DESCRIPTION (provided by applicant): Our goal is to develop a system based on optical methods for creating and testing neural circuits in vitro. We have developed a multiphoton laser technique (Live Cell Substrate Patterning or LCSP) that allows substrates to be patterned after cells have been plated. The ability to alter substrates dynamically in response to new growth enables us to create well-defined simple (few-cell) circuits. Functional tests of these circuits have been made using conventional electrophysiological methods. We now plan to record changes in activity using calcium imaging. Cells will be loaded with a calcium indicator dye or transfected to express a calcium indicator protein. We will also use light stimulation to activate or silence cells expressing channelrhodopsin-2 or halorhodopsin, respectively. This all-optical approach will allow repeated activation and imaging of cells as will be necessary for studies of slow-changing events during synapse formation.
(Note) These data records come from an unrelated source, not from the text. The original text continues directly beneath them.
// Generational page-similarity search within one application cluster
//
// The initial population is every unordered page pair. Each generation scores
// the population by structural-dump similarity, keeps the top P pairs, records
// every survivor above the similarity threshold, then mutates the survivor set
// by randomly re-pairing slots. Pairs surviving multiple generations are
// recorded once per generation - duplicates are kept on purpose.

use crate::config::ExplorerConfig;
use crate::error::{MsmdError, Result};
use crate::memory::{Page, SimilarityResult};
use rand::rngs::StdRng;
use rand::{Rng, SeedableRng};
use std::time::{Duration, Instant};

/// Fitness score (exclusive) above which a surviving pair is recorded
pub const RECORD_THRESHOLD: f64 = 70.0;

/// Randomized search for structurally similar page pairs
pub struct PageSimilarityExplorer {
    population_size: usize,
    generations: usize,
    mutation_rate: f64,
    time_budget: Option<Duration>,
    rng: StdRng,
}

impl PageSimilarityExplorer {
    /// Create an explorer from configuration, optionally seeded
    ///
    /// A seeded explorer is fully reproducible; without a seed the random
    /// source is drawn from entropy.
    ///
    /// # Errors
    /// Fails fast with a configuration error on non-positive population size
    /// or generation count, or a mutation rate outside [0, 1].
    pub fn new(config: &ExplorerConfig, seed: Option<u64>) -> Result<Self> {
        if config.population_size == 0 {
            return Err(MsmdError::InvalidParameter {
                name: "population_size".to_string(),
                message: "must be positive".to_string(),
            });
        }
        if config.generations == 0 {
            return Err(MsmdError::InvalidParameter {
                name: "generations".to_string(),
                message: "must be positive".to_string(),
            });
        }
        if !(0.0..=1.0).contains(&config.mutation_rate) {
            return Err(MsmdError::InvalidParameter {
                name: "mutation_rate".to_string(),
                message: "must be within [0.0, 1.0]".to_string(),
            });
        }

        let rng = match seed {
            Some(seed) => StdRng::seed_from_u64(seed),
            None => StdRng::from_entropy(),
        };

        Ok(Self {
            population_size: config.population_size,
            generations: config.generations,
            mutation_rate: config.mutation_rate,
            time_budget: config.time_budget_ms.map(Duration::from_millis),
            rng,
        })
    }

    /// Fitness of a page pair, in [0, 100]
    ///
    /// Identical structural dumps (including two empty dumps) score 100;
    /// otherwise the score is the normalized edit-distance similarity of the
    /// dumps, clamped to [0, 100].
    pub fn fitness(page_a: &Page, page_b: &Page) -> f64 {
        let dump_a = &page_a.structural_dump;
        let dump_b = &page_b.structural_dump;

        if dump_a == dump_b {
            return 100.0;
        }

        let distance = edit_distance(dump_a, dump_b);
        let max_len = dump_a.chars().count().max(dump_b.chars().count());
        if max_len == 0 {
            return 100.0;
        }

        let similarity = ((max_len - distance.min(max_len)) as f64 / max_len as f64) * 100.0;
        similarity.clamp(0.0, 100.0)
    }

    /// Discover similar page pairs, returning `(page_a, page_b, score)` results
    ///
    /// Fewer than 2 pages yields an empty result immediately. The result may
    /// contain the same pair multiple times when it survives multiple
    /// generations.
    pub fn discover(&mut self, pages: &[Page]) -> Vec<SimilarityResult> {
        tracing::info!(pages = pages.len(), "Starting page-similarity search");

        if pages.len() < 2 {
            return Vec::new();
        }

        let started = Instant::now();
        let mut similar_pairs = Vec::new();

        // Initial population: every unordered page pair, as index pairs
        let mut population: Vec<(usize, usize)> = (0..pages.len())
            .flat_map(|i| ((i + 1)..pages.len()).map(move |j| (i, j)))
            .collect();

        tracing::debug!(population = population.len(), "Initial population built");

        for generation in 0..self.generations {
            if let Some(budget) = self.time_budget {
                if started.elapsed() > budget {
                    tracing::warn!(
                        generation,
                        elapsed_ms = started.elapsed().as_millis() as u64,
                        "Time budget exceeded, stopping search early"
                    );
                    break;
                }
            }

            let scores: Vec<f64> = population
                .iter()
                .map(|&(i, j)| Self::fitness(&pages[i], &pages[j]))
                .collect();

            // Selection: top P by score; the stable sort keeps ties in their
            // original population order
            let mut order: Vec<usize> = (0..population.len()).collect();
            order.sort_by(|&a, &b| scores[b].total_cmp(&scores[a]));

            let survivors: Vec<(usize, usize)> = order
                .iter()
                .take(self.population_size)
                .map(|&idx| population[idx])
                .collect();
            let survivor_scores: Vec<f64> = order
                .iter()
                .take(self.population_size)
                .map(|&idx| scores[idx])
                .collect();

            for (&(i, j), &score) in survivors.iter().zip(survivor_scores.iter()) {
                if score > RECORD_THRESHOLD {
                    similar_pairs.push(SimilarityResult::new(
                        pages[i].page_id,
                        pages[j].page_id,
                        score,
                    ));
                }
            }

            // Mutation: with probability m per half-of-survivors iteration,
            // replace a random slot with a freshly re-paired pair
            let mut next = survivors.clone();
            for _ in 0..survivors.len() / 2 {
                if self.rng.gen::<f64>() < self.mutation_rate {
                    let a = self.rng.gen_range(0..pages.len());
                    let b = self.rng.gen_range(0..pages.len());
                    let slot = self.rng.gen_range(0..next.len());
                    next[slot] = (a, b);
                }
            }
            population = next;

            let avg = if survivor_scores.is_empty() {
                0.0
            } else {
                survivor_scores.iter().sum::<f64>() / survivor_scores.len() as f64
            };
            tracing::debug!(
                generation,
                avg_fitness = avg,
                found = similar_pairs.len(),
                "Generation complete"
            );
        }

        tracing::info!(pairs = similar_pairs.len(), "Page-similarity search complete");
        similar_pairs
    }
}

/// Levenshtein distance (single-character insert/delete/substitute)
fn edit_distance(s1: &str, s2: &str) -> usize {
    let a: Vec<char> = s1.chars().collect();
    let b: Vec<char> = s2.chars().collect();

    if a.is_empty() {
        return b.len();
    }
    if b.is_empty() {
        return a.len();
    }

    let mut previous: Vec<usize> = (0..=b.len()).collect();
    let mut current = vec![0usize; b.len() + 1];

    for (i, ca) in a.iter().enumerate() {
        current[0] = i + 1;
        for (j, cb) in b.iter().enumerate() {
            let insertion = previous[j + 1] + 1;
            let deletion = current[j] + 1;
            let substitution = previous[j] + usize::from(ca != cb);
            current[j + 1] = insertion.min(deletion).min(substitution);
        }
        std::mem::swap(&mut previous, &mut current);
    }

    previous[b.len()]
}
For example, it will be possible to address questions such as when synaptic activity first becomes functional and how synapse formation may be altered in response to changes in activity. It will also provide a means for testing a wide range of cellular and molecular mechanisms that may underlie structure or function of circuits. PUBLIC HEALTH RELEVANCE: New approaches are needed to create and test neural circuits in order to model neural function. Using minimally invasive optical methods we will be able to control circuit formation and also stimulate and record activity at high resolution over time.